┌──
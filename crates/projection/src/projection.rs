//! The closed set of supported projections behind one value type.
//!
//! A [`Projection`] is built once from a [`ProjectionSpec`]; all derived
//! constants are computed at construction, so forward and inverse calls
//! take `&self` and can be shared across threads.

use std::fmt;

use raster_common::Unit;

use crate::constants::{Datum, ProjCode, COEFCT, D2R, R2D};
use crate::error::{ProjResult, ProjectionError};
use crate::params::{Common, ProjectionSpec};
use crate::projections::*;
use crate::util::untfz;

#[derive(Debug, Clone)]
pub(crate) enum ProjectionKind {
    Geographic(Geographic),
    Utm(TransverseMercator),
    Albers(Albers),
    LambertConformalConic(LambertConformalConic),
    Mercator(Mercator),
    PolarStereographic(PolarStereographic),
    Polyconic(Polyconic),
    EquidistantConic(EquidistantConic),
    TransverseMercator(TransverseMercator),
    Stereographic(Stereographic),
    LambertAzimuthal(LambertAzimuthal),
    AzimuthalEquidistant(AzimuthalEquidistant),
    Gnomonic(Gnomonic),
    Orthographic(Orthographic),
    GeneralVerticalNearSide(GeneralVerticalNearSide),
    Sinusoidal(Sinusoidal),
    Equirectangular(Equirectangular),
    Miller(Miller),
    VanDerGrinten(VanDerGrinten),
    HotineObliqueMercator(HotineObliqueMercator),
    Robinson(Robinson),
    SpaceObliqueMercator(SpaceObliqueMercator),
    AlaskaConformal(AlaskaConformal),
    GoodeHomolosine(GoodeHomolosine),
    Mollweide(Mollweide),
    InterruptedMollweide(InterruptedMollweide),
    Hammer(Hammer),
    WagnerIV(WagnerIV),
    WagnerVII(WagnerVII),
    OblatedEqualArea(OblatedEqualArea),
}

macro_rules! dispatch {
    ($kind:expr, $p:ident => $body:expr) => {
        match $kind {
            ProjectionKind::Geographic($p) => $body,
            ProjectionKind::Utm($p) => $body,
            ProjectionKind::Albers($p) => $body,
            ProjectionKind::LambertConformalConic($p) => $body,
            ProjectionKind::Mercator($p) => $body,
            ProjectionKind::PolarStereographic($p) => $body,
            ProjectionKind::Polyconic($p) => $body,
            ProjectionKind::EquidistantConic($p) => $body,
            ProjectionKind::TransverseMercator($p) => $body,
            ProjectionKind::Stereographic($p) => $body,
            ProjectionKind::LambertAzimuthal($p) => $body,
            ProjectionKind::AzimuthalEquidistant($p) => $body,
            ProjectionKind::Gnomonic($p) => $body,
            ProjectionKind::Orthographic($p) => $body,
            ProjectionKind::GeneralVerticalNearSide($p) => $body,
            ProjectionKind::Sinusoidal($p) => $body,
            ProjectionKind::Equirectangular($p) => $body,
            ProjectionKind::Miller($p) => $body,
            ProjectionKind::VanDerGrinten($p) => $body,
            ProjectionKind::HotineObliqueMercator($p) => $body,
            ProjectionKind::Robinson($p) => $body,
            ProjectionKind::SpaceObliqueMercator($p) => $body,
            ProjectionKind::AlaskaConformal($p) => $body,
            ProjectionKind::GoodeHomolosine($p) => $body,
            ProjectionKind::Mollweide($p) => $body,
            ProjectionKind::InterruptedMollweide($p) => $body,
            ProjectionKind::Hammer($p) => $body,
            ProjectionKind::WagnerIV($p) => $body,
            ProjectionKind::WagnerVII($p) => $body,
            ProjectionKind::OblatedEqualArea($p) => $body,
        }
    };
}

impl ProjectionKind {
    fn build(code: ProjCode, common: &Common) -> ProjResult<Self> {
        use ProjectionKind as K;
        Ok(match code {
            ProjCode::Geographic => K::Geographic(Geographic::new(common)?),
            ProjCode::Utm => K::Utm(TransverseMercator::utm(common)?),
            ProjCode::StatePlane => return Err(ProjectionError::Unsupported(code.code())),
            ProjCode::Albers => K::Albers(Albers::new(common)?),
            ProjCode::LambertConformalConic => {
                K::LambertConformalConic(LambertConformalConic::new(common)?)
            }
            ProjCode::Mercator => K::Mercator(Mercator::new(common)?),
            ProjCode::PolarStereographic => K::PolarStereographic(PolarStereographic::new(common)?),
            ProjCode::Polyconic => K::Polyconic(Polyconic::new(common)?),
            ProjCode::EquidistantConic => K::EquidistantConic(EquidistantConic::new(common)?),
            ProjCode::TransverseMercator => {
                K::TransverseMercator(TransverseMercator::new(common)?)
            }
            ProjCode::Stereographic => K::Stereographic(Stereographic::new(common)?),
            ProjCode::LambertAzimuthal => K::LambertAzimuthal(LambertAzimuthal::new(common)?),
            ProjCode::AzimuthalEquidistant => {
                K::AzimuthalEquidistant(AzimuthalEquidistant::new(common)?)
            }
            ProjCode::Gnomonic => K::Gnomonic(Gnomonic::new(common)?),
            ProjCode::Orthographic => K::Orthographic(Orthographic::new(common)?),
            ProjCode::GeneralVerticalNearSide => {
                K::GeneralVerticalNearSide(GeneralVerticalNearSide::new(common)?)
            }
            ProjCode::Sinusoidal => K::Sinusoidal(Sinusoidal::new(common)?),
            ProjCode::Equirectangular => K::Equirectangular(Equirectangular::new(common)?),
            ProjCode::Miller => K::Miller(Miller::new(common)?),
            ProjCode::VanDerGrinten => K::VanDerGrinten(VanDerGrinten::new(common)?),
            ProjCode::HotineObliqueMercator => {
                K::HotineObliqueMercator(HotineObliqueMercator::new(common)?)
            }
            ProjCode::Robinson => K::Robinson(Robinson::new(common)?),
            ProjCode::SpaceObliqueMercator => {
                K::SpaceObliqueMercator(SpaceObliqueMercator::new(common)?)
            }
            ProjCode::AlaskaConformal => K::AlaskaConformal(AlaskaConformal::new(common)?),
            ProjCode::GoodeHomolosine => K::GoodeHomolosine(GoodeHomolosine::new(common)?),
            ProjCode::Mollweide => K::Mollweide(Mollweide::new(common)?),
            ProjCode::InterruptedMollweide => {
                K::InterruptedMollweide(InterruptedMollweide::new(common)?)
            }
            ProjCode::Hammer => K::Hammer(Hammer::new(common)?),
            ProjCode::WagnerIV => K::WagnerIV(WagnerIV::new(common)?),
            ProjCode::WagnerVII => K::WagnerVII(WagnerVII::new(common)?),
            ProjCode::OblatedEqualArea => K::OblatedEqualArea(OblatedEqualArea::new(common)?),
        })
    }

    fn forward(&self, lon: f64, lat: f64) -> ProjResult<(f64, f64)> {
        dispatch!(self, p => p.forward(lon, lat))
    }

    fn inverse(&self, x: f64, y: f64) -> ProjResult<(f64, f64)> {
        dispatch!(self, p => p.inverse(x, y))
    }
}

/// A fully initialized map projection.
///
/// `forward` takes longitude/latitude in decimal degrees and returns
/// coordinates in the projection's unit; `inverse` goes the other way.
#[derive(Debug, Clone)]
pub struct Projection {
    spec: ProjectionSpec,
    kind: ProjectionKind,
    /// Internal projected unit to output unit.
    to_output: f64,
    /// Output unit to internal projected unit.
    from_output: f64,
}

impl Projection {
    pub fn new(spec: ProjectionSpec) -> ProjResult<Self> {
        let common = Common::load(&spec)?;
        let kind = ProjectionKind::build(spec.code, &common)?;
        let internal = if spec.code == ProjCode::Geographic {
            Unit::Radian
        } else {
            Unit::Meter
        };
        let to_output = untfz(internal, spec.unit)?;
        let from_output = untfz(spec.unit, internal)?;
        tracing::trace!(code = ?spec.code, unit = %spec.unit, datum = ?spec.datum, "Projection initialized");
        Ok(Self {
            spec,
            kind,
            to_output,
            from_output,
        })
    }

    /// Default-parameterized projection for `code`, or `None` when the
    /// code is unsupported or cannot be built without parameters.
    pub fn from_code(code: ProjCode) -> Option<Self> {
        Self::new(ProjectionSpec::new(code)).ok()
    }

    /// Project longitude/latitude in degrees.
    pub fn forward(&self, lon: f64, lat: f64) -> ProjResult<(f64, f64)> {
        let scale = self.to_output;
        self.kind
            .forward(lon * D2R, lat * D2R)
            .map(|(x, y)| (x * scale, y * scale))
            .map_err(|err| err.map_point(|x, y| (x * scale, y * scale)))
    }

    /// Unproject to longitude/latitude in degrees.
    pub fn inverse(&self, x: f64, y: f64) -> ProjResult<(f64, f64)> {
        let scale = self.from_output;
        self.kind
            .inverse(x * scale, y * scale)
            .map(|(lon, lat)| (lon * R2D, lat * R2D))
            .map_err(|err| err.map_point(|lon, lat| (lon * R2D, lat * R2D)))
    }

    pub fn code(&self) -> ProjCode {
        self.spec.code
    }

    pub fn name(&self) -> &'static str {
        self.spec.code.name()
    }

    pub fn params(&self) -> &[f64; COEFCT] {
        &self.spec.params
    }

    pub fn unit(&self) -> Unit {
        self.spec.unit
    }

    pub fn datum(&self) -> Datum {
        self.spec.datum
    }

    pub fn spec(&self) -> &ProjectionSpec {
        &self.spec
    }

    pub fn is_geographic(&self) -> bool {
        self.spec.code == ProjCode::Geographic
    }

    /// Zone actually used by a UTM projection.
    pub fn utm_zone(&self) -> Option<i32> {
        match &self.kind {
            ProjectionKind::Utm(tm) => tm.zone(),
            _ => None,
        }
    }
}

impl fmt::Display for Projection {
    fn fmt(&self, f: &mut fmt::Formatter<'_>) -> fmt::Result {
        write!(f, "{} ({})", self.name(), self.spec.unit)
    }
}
└──
■ **ACTIVITY**: Reproduce every line from the entries that holds the word "VanDerGrinten".

■ **ANSWER SPACE**:
    VanDerGrinten(VanDerGrinten),
            ProjectionKind::VanDerGrinten($p) => $body,
            ProjCode::VanDerGrinten => K::VanDerGrinten(VanDerGrinten::new(common)?),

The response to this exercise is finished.